What needs to be done> Report every line of the records below that contains the word "Query".

Stored data entries:
____________

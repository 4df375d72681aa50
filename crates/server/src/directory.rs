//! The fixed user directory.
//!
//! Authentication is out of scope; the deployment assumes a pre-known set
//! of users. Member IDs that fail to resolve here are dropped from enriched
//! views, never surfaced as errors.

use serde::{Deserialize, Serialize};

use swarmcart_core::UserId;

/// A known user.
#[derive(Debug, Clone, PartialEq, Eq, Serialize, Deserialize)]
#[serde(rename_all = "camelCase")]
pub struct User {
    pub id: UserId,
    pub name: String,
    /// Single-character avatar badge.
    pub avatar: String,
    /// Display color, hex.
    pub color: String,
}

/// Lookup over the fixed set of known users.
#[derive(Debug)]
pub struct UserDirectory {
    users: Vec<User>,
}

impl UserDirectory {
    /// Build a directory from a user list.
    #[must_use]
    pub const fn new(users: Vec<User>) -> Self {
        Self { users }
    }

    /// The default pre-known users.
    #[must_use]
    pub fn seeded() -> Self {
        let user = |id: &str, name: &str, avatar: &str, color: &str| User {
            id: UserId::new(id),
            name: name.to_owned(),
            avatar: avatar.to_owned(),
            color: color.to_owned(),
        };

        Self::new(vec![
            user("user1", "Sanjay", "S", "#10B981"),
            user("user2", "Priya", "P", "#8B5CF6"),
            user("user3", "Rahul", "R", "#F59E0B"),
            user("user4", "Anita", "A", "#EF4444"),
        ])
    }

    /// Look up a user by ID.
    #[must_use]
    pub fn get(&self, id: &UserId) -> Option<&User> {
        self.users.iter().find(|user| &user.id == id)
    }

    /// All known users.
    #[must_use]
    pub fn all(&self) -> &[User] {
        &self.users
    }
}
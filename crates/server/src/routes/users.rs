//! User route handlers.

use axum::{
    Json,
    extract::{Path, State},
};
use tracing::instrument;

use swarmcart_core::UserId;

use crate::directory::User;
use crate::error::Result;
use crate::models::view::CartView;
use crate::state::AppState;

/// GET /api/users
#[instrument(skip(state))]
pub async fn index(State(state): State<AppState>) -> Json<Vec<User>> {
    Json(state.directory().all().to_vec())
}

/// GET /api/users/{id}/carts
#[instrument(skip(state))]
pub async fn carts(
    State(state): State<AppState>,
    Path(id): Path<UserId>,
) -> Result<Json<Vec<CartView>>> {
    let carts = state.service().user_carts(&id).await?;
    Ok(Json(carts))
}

____________

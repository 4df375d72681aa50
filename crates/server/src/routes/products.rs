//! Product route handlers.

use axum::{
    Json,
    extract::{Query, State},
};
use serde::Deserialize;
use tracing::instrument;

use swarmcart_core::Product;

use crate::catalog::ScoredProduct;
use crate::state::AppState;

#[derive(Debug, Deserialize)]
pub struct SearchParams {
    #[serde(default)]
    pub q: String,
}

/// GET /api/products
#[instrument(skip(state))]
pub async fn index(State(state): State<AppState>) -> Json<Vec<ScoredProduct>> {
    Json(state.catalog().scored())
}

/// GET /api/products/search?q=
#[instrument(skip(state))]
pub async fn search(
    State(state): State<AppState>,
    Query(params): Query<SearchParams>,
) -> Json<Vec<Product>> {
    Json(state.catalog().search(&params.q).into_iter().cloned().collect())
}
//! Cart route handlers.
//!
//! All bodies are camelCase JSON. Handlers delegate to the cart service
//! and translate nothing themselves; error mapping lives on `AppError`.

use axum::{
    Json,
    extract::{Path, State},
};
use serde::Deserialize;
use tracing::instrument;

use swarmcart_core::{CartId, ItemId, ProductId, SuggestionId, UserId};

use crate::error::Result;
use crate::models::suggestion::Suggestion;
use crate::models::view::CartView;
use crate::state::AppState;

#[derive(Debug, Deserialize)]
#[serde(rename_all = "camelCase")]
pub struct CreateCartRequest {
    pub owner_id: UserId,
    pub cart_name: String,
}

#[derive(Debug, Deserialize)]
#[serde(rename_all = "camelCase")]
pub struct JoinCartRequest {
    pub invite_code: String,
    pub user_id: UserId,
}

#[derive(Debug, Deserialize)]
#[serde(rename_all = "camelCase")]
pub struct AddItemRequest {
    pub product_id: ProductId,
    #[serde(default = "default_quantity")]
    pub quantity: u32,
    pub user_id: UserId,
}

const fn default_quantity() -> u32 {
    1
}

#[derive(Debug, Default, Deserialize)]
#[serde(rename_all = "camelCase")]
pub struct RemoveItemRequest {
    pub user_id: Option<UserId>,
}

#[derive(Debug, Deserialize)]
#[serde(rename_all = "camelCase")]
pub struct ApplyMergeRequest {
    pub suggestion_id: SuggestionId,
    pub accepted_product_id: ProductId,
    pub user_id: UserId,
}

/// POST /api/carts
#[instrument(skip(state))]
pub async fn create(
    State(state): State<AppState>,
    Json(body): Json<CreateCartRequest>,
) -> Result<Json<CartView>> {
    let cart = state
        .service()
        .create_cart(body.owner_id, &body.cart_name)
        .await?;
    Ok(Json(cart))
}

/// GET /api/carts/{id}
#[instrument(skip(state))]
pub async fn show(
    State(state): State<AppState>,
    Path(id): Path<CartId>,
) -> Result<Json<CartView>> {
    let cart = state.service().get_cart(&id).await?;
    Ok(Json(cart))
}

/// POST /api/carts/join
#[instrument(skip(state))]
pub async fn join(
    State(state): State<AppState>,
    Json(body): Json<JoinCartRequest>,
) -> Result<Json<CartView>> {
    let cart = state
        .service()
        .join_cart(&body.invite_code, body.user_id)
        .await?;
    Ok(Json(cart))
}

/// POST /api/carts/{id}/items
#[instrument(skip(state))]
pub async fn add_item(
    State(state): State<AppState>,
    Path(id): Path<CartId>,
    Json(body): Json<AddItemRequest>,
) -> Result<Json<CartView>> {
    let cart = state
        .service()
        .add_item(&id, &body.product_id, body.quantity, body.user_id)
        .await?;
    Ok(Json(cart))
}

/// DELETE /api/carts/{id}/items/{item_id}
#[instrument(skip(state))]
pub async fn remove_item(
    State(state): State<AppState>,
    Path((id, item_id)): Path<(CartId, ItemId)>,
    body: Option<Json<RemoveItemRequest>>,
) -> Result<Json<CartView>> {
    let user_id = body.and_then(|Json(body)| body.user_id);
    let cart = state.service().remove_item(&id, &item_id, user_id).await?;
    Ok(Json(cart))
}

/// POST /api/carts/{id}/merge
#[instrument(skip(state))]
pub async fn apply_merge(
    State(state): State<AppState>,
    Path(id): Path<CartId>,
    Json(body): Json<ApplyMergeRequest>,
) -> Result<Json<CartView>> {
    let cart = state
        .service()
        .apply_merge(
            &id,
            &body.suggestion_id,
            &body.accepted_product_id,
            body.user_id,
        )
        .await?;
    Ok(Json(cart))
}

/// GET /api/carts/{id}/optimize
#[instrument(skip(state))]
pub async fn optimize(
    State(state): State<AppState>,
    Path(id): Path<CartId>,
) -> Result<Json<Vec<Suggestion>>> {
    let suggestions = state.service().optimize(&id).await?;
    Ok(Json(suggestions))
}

____________

Response area>
    extract::{Query, State},
    Query(params): Query<SearchParams>,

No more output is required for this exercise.